Exactly as given, reproduce the records in full.

*** Opening STUDY MATERIAL ***

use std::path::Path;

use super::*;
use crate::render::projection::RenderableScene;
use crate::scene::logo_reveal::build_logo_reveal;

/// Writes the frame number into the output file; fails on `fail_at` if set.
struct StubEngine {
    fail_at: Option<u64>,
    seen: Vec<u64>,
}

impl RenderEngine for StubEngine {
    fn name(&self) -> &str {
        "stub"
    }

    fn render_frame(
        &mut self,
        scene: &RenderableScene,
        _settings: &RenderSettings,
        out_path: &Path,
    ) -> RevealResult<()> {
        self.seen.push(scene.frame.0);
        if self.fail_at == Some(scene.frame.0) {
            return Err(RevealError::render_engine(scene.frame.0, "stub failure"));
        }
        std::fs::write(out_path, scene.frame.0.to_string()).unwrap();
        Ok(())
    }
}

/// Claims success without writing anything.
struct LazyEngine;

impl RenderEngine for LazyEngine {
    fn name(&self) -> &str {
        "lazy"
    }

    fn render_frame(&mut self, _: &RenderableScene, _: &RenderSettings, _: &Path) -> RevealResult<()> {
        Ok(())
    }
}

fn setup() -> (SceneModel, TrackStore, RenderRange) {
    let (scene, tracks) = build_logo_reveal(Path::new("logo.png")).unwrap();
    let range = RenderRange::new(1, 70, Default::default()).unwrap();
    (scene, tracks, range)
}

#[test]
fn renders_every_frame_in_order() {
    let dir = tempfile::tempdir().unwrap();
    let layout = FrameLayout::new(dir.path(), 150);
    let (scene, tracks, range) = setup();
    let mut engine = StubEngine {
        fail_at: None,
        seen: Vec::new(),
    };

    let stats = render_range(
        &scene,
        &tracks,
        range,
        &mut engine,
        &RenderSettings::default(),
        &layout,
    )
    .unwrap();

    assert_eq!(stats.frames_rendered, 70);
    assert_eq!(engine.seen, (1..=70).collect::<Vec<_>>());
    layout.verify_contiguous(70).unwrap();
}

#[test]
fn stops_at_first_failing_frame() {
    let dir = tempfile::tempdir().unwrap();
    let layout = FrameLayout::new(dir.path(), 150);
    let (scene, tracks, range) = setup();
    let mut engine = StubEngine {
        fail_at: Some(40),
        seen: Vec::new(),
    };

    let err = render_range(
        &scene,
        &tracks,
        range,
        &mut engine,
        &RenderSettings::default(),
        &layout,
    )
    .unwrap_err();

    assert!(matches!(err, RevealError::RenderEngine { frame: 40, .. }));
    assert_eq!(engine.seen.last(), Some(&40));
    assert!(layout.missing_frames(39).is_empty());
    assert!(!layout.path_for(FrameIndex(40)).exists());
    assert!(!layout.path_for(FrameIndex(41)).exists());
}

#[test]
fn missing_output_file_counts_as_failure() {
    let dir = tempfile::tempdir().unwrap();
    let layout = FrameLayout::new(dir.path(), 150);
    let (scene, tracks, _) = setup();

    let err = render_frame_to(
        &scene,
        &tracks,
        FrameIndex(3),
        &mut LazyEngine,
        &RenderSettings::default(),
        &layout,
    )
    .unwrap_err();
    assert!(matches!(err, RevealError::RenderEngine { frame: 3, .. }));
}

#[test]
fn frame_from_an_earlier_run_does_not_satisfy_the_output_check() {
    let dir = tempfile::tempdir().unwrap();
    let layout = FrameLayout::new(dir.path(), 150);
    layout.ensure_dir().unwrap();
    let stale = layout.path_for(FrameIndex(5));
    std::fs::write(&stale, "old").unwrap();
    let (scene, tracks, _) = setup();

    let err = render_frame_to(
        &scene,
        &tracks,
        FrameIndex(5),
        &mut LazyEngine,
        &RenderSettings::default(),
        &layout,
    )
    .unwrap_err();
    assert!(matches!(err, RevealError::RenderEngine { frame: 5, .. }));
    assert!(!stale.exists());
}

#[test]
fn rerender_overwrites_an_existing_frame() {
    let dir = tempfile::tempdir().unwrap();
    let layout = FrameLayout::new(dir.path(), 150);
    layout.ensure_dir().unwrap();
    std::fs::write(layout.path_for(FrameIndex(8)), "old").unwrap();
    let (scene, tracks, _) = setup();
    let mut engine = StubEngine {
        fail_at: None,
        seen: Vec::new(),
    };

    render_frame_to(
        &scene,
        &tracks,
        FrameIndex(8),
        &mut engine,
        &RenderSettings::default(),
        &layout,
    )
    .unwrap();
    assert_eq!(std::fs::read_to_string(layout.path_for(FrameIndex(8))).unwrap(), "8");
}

*** Closing STUDY MATERIAL ***

TASK RESPONSE
use std::path::Path;

use super::*;
use crate::render::projection::RenderableScene;
use crate::scene::logo_reveal::build_logo_reveal;

/// Writes the frame number into the output file; fails on `fail_at` if set.
struct StubEngine {
    fail_at: Option<u64>,
    seen: Vec<u64>,
}

impl RenderEngine for StubEngine {
    fn name(&self) -> &str {
        "stub"
    }

    fn render_frame(
        &mut self,
        scene: &RenderableScene,
        _settings: &RenderSettings,
        out_path: &Path,
    ) -> RevealResult<()> {
        self.seen.push(scene.frame.0);
        if self.fail_at == Some(scene.frame.0) {
            return Err(RevealError::render_engine(scene.frame.0, "stub failure"));
        }
        std::fs::write(out_path, scene.frame.0.to_string()).unwrap();
        Ok(())
    }
}

/// Claims success without writing anything.
struct LazyEngine;

impl RenderEngine for LazyEngine {
    fn name(&self) -> &str {
        "lazy"
    }

    fn render_frame(&mut self, _: &RenderableScene, _: &RenderSettings, _: &Path) -> RevealResult<()> {
        Ok(())
    }
}

fn setup() -> (SceneModel, TrackStore, RenderRange) {
    let (scene, tracks) = build_logo_reveal(Path::new("logo.png")).unwrap();
    let range = RenderRange::new(1, 70, Default::default()).unwrap();
    (scene, tracks, range)
}

#[test]
fn renders_every_frame_in_order() {
    let dir = tempfile::tempdir().unwrap();
    let layout = FrameLayout::new(dir.path(), 150);
    let (scene, tracks, range) = setup();
    let mut engine = StubEngine {
        fail_at: None,
        seen: Vec::new(),
    };

    let stats = render_range(
        &scene,
        &tracks,
        range,
        &mut engine,
        &RenderSettings::default(),
        &layout,
    )
    .unwrap();

    assert_eq!(stats.frames_rendered, 70);
    assert_eq!(engine.seen, (1..=70).collect::<Vec<_>>());
    layout.verify_contiguous(70).unwrap();
}

#[test]
fn stops_at_first_failing_frame() {
    let dir = tempfile::tempdir().unwrap();
    let layout = FrameLayout::new(dir.path(), 150);
    let (scene, tracks, range) = setup();
    let mut engine = StubEngine {
        fail_at: Some(40),
        seen: Vec::new(),
    };

    let err = render_range(
        &scene,
        &tracks,
        range,
        &mut engine,
        &RenderSettings::default(),
        &layout,
    )
    .unwrap_err();

    assert!(matches!(err, RevealError::RenderEngine { frame: 40, .. }));
    assert_eq!(engine.seen.last(), Some(&40));
    assert!(layout.missing_frames(39).is_empty());
    assert!(!layout.path_for(FrameIndex(40)).exists());
    assert!(!layout.path_for(FrameIndex(41)).exists());
}

#[test]
fn missing_output_file_counts_as_failure() {
    let dir = tempfile::tempdir().unwrap();
    let layout = FrameLayout::new(dir.path(), 150);
    let (scene, tracks, _) = setup();

    let err = render_frame_to(
        &scene,
        &tracks,
        FrameIndex(3),
        &mut LazyEngine,
        &RenderSettings::default(),
        &layout,
    )
    .unwrap_err();
    assert!(matches!(err, RevealError::RenderEngine { frame: 3, .. }));
}

#[test]
fn frame_from_an_earlier_run_does_not_satisfy_the_output_check() {
    let dir = tempfile::tempdir().unwrap();
    let layout = FrameLayout::new(dir.path(), 150);
    layout.ensure_dir().unwrap();
    let stale = layout.path_for(FrameIndex(5));
    std::fs::write(&stale, "old").unwrap();
    let (scene, tracks, _) = setup();

    let err = render_frame_to(
        &scene,
        &tracks,
        FrameIndex(5),
        &mut LazyEngine,
        &RenderSettings::default(),
        &layout,
    )
    .unwrap_err();
    assert!(matches!(err, RevealError::RenderEngine { frame: 5, .. }));
    assert!(!stale.exists());
}

#[test]
fn rerender_overwrites_an_existing_frame() {
    let dir = tempfile::tempdir().unwrap();
    let layout = FrameLayout::new(dir.path(), 150);
    layout.ensure_dir().unwrap();
    std::fs::write(layout.path_for(FrameIndex(8)), "old").unwrap();
    let (scene, tracks, _) = setup();
    let mut engine = StubEngine {
        fail_at: None,
        seen: Vec::new(),
    };

    render_frame_to(
        &scene,
        &tracks,
        FrameIndex(8),
        &mut engine,
        &RenderSettings::default(),
        &layout,
    )
    .unwrap();
    assert_eq!(std::fs::read_to_string(layout.path_for(FrameIndex(8))).unwrap(), "8");
}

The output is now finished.